Rather than admit the error of their ways — Repent! — these people are engaged in an active campaign to rewrite history. They are not, of course, exonerated in doing so. And beyond that, they damage the process of repairing what was broken. They muddy the waters when it comes to holding guilty parties responsible. They prevent measures from being put into place to prevent another crisis.
Here is the surprising takeaway: They are winning. Thanks to the endless repetition of the Big Lie.
A Big Lie is so colossal that no one would believe that someone could have the impudence to distort the truth so infamously. There are many examples: Claims that Earth is not warming, or that evolution is not the best thesis we have for how humans developed. Those opposed to stimulus spending have gone so far as to claim that the infrastructure of the United States is just fine, Grade A (not D, as the we discussed last month), and needs little repair.
Wall Street has its own version: Its Big Lie is that banks and investment houses are merely victims of the crash. You see, the entire boom and bust was caused by misguided government policies. It was not irresponsible lending or derivative or excess leverage or misguided compensation packages, but rather long-standing housing policies that were at fault.
Indeed, the arguments these folks make fail to withstand even casual scrutiny. But that has not stopped people who should know better from repeating them.
The Big Lie made a surprise appearance Tuesday when New York Mayor Michael Bloomberg, responding to a question about Occupy Wall Street, stunned observers by exonerating Wall Street: “It was not the banks that created the mortgage crisis.
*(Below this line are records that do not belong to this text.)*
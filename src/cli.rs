use crate::utils::{describe_header, format_bytes, format_duration};
use crate::{
    page_events, parse_header, parse_target_url, CaptureConfig, CaptureError, CaptureOutcome,
    CaptureSession, ChromePageHost, Config, HttpMethod, PageRequest, PageSize, UserStyle,
    Viewport, FORMAT_TABLE,
};
use base64::engine::general_purpose::STANDARD as BASE64;
use base64::Engine;
use clap::{Args, Parser, Subcommand};
use std::path::PathBuf;
use std::time::Duration;
use tokio::fs;
use tokio::sync::broadcast;
use tracing::{debug, info};

#[derive(Parser)]
#[command(name = "page-capture")]
#[command(about = "Capture a web page as an image, document or text snapshot")]
#[command(version)]
pub struct Cli {
    #[command(subcommand)]
    pub command: Commands,

    #[arg(long, global = true, help = "Configuration file path")]
    pub config: Option<PathBuf>,

    #[arg(long, global = true, help = "Enable verbose logging")]
    pub verbose: bool,

    #[arg(long, global = true, help = "Chrome executable path")]
    pub chrome_path: Option<String>,
}

#[derive(Subcommand)]
pub enum Commands {
    /// Load a page and write one snapshot of it
    Capture(CaptureArgs),

    /// List the supported output formats
    Formats,

    /// Validate configuration
    Validate {
        #[arg(short, long, help = "Configuration file to validate")]
        config: PathBuf,
    },
}

#[derive(Args, Debug, Clone, Default)]
pub struct CaptureArgs {
    #[arg(long, help = "The URL to capture (http:// is assumed for bare hosts)")]
    pub url: String,

    #[arg(long, help = "The target file (.png|.pdf|.svg|.txt|...)")]
    pub out: PathBuf,

    #[arg(long, help = "Output format identifier; inferred from --out when omitted")]
    pub out_format: Option<String>,

    #[arg(long, help = "Minimal viewport width")]
    pub min_width: Option<u32>,

    #[arg(long, help = "Minimal viewport height")]
    pub min_height: Option<u32>,

    #[arg(long, help = "Don't wait more than this many ms (0 = no limit)")]
    pub max_wait: Option<u64>,

    #[arg(long, help = "After the page is ready, wait this many ms")]
    pub delay: Option<u64>,

    #[arg(long = "header", value_name = "NAME:VALUE", help = "Request header; repeatable")]
    pub headers: Vec<String>,

    #[arg(long, help = "Request method (get, head, post, put, delete)")]
    pub method: Option<HttpMethod>,

    #[arg(long, conflicts_with = "body_base64", help = "Unencoded request body")]
    pub body_string: Option<String>,

    #[arg(long, help = "Base64-encoded request body")]
    pub body_base64: Option<String>,

    #[arg(long, help = "Override the User-Agent header")]
    pub user_agent: Option<String>,

    #[arg(long, help = "Application name appended to the default User-Agent")]
    pub app_name: Option<String>,

    #[arg(long, help = "Application version appended to the default User-Agent")]
    pub app_version: Option<String>,

    #[arg(long, help = "Page zoom factor (default: no zooming)")]
    pub zoom_factor: Option<f64>,

    #[arg(long, value_name = "on|off", value_parser = parse_switch, help = "Zoom only the text")]
    pub zoom_text_only: Option<bool>,

    #[arg(long, value_name = "on|off", value_parser = parse_switch, help = "JavaScript execution")]
    pub javascript: Option<bool>,

    #[arg(long, value_name = "on|off", value_parser = parse_switch, help = "Browser plugins")]
    pub plugins: Option<bool>,

    #[arg(long, value_name = "on|off", value_parser = parse_switch, help = "Private browsing")]
    pub private_browsing: Option<bool>,

    #[arg(long, value_name = "on|off", value_parser = parse_switch, help = "Automatic image loading")]
    pub auto_load_images: Option<bool>,

    #[arg(long, value_name = "on|off", value_parser = parse_switch, help = "Script can open windows")]
    pub js_can_open_windows: Option<bool>,

    #[arg(long, value_name = "on|off", value_parser = parse_switch, help = "Print CSS backgrounds")]
    pub print_backgrounds: Option<bool>,

    #[arg(long, help = "Proxy for all requests, e.g. http://proxy:3128")]
    pub http_proxy: Option<String>,

    #[arg(long, help = "Ignore TLS certificate errors")]
    pub insecure: bool,

    #[arg(long, help = "Antialiased rendering")]
    pub smooth: bool,

    #[arg(long, help = "Capture as soon as the page calls alert() with this text")]
    pub expect_alert: Option<String>,

    #[arg(long, help = "Log every script alert")]
    pub print_alerts: bool,

    #[arg(long, help = "JavaScript file evaluated in every document before page scripts")]
    pub inject_script: Option<PathBuf>,

    #[arg(long, help = "Window property holding state for the injected script")]
    pub script_object: Option<String>,

    #[arg(long, conflicts_with = "user_style_string", help = "User style sheet file")]
    pub user_style_path: Option<PathBuf>,

    #[arg(long, help = "User style sheet as a string")]
    pub user_style_string: Option<String>,

    #[arg(long, help = "Paper size for pdf and ps output (a4, letter, legal)")]
    pub page_size: Option<PageSize>,

    #[arg(long, help = "JPEG quality, 1-100")]
    pub jpeg_quality: Option<u8>,
}

/// Parse `on`/`off` style switches.
fn parse_switch(raw: &str) -> Result<bool, String> {
    match raw.to_ascii_lowercase().as_str() {
        "on" | "true" | "yes" | "1" => Ok(true),
        "off" | "false" | "no" | "0" => Ok(false),
        other => Err(format!("expected on or off, got {other}")),
    }
}

pub struct CliRunner {
    pub config: Config,
}

impl CliRunner {
    pub fn new(mut config: Config, args: &Cli) -> Self {
        if let Some(chrome_path) = &args.chrome_path {
            config.chrome_path = Some(chrome_path.clone());
        }
        Self { config }
    }

    /// Run `command`; a capture in progress is abandoned on `shutdown`.
    pub async fn run(
        &self,
        command: Commands,
        shutdown: broadcast::Receiver<()>,
    ) -> Result<(), CaptureError> {
        match command {
            Commands::Capture(args) => self.run_capture(args, shutdown).await.map(|_| ()),
            Commands::Formats => {
                self.list_formats();
                Ok(())
            }
            Commands::Validate { config } => self.validate_config(config).await,
        }
    }

    pub async fn run_capture(
        &self,
        args: CaptureArgs,
        shutdown: broadcast::Receiver<()>,
    ) -> Result<CaptureOutcome, CaptureError> {
        let config = self.build_capture_config(&args)?;
        let url = config.request.url.clone();
        info!("Capturing {} as {}", url, config.format);

        let (sink, events) = page_events();
        let host = ChromePageHost::launch(&config, sink).await?;
        let outcome = CaptureSession::new(config, host, events)
            .with_shutdown(shutdown)
            .run()
            .await?;

        println!("Page captured successfully:");
        println!("  URL: {url}");
        println!("  Output: {}", outcome.snapshot.path.display());
        println!("  Format: {}", outcome.snapshot.format);
        println!("  Size: {}", format_bytes(outcome.snapshot.bytes));
        println!(
            "  Viewport: {}x{}",
            outcome.snapshot.viewport.width, outcome.snapshot.viewport.height
        );
        println!("  Elapsed: {}", format_duration(outcome.elapsed));
        println!("  Captured at: {}", outcome.captured_at.to_rfc3339());
        println!("  Trigger: {}", outcome.trigger);
        if outcome.load_ok == Some(false) {
            println!("  Note: the page reported a failed load");
        }

        Ok(outcome)
    }

    /// Merge capture flags over the file configuration and validate the result.
    pub fn build_capture_config(&self, args: &CaptureArgs) -> Result<CaptureConfig, CaptureError> {
        let mut settings = self.config.clone();
        let base = settings.min_viewport;
        settings.min_viewport = Viewport::new(
            args.min_width.unwrap_or(base.width),
            args.min_height.unwrap_or(base.height),
        );
        if let Some(ms) = args.max_wait {
            settings.max_wait = Duration::from_millis(ms);
        }
        if let Some(ms) = args.delay {
            settings.delay = Duration::from_millis(ms);
        }
        if let Some(page_size) = args.page_size {
            settings.page_size = page_size;
        }
        if let Some(quality) = args.jpeg_quality {
            settings.jpeg_quality = quality;
        }
        if let Some(user_agent) = &args.user_agent {
            settings.user_agent = Some(user_agent.clone());
        }
        if let Some(app_name) = &args.app_name {
            settings.app_name = Some(app_name.clone());
        }
        if let Some(app_version) = &args.app_version {
            settings.app_version = Some(app_version.clone());
        }
        if let Some(zoom) = args.zoom_factor {
            settings.zoom_factor = Some(zoom);
        }
        if let Some(proxy) = &args.http_proxy {
            settings.http_proxy = Some(proxy.clone());
        }
        settings.insecure |= args.insecure;
        settings.smooth |= args.smooth;
        settings.print_alerts |= args.print_alerts;

        let engine = &mut settings.engine;
        for (flag, value) in [
            (args.javascript, &mut engine.javascript),
            (args.plugins, &mut engine.plugins),
            (args.private_browsing, &mut engine.private_browsing),
            (args.auto_load_images, &mut engine.auto_load_images),
            (args.js_can_open_windows, &mut engine.js_can_open_windows),
            (args.print_backgrounds, &mut engine.print_backgrounds),
            (args.zoom_text_only, &mut engine.zoom_text_only),
        ] {
            if let Some(flag) = flag {
                *value = flag;
            }
        }

        let request = self.build_request(args)?;
        let user_style = match (&args.user_style_path, &args.user_style_string) {
            (Some(path), _) => Some(UserStyle::Path(path.clone())),
            (None, Some(css)) => Some(UserStyle::Inline(css.clone())),
            (None, None) => None,
        };

        CaptureConfig::new(request, args.out.clone(), args.out_format.as_deref(), settings)?
            .with_expected_alert(args.expect_alert.clone())
            .with_user_style(user_style.as_ref())?
            .with_injected_script(args.inject_script.as_deref())?
            .with_script_object(args.script_object.as_deref())
    }

    fn build_request(&self, args: &CaptureArgs) -> Result<PageRequest, CaptureError> {
        let mut request = PageRequest::get(parse_target_url(&args.url)?);
        if let Some(method) = args.method {
            request.method = method;
        }
        for raw in &args.headers {
            let (name, value) = parse_header(raw)?;
            debug!("Request header {}", describe_header(&name, &value));
            request.headers.push((name, value));
        }
        request.body = match (&args.body_string, &args.body_base64) {
            (Some(body), _) => Some(body.clone().into_bytes()),
            (None, Some(encoded)) => Some(BASE64.decode(encoded.trim()).map_err(|e| {
                CaptureError::ConfigurationError(format!("Invalid base64 body: {e}"))
            })?),
            (None, None) => None,
        };
        Ok(request)
    }

    pub fn list_formats(&self) {
        println!("Supported output formats:");
        for entry in FORMAT_TABLE {
            println!(
                "  {:<8} {:<7} {:?}",
                entry.identifier,
                entry.extension,
                entry.format.kind()
            );
        }
    }

    pub async fn validate_config(&self, config_path: PathBuf) -> Result<(), CaptureError> {
        println!("Validating configuration: {}", config_path.display());

        let config_content = fs::read_to_string(&config_path).await.map_err(|e| {
            CaptureError::ConfigurationError(format!(
                "Cannot read {}: {e}",
                config_path.display()
            ))
        })?;
        let config: Config = serde_json::from_str(&config_content)
            .map_err(|e| CaptureError::ConfigurationError(e.to_string()))?;
        config.validate()?;

        println!("Configuration is valid:");
        println!(
            "  Min viewport: {}x{}",
            config.min_viewport.width, config.min_viewport.height
        );
        println!("  Delay: {:?}", config.delay);
        println!("  Max wait: {:?}", config.max_wait);
        println!("  Page size: {:?}", config.page_size);
        println!("  JavaScript: {}", config.engine.javascript);
        println!("  JPEG quality: {}", config.jpeg_quality);

        Ok(())
    }
}

pub fn setup_logging(verbose: bool) -> Result<(), Box<dyn std::error::Error>> {
    let level = if verbose {
        tracing::Level::DEBUG
    } else {
        tracing::Level::INFO
    };

    tracing_subscriber::fmt()
        .with_max_level(level)
        .with_target(false)
        .with_writer(std::io::stderr)
        .try_init()
        .map_err(|e| e as Box<dyn std::error::Error>)?;

    Ok(())
}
It was, plain and simple, Congress who forced everybody to go and give mortgages to people who were on the cusp.”
What made his comments so stunning is that he built Bloomberg Data Services on the notion that data are what matter most to investors. The terminals are found on nearly 400,000 trading desks around the world, at a cost of $1,500 a month. (Do the math — that’s over half a billion dollars a month.) Perhaps the fact that Wall Street was the source of his vast wealth biased him. But the key principle of the business that made the mayor a billionaire is that fund managers, economists, researchers and traders should ignore the squishy narrative and, instead, focus on facts. Yet he ignored his own principles to repeat statements he should have known were false.
Why are people trying to rewrite the history of the crisis? Some are simply trying to save face. Interest groups who advocate for deregulation of the finance sector would prefer that deregulation not receive any blame for the crisis.
Some stand to profit from the status quo: Banks present a systemic risk to the economy, and reducing that risk by lowering their leverage and increasing capital requirements also lowers profitability. Others are hired guns, doing the bidding of bosses on Wall Street.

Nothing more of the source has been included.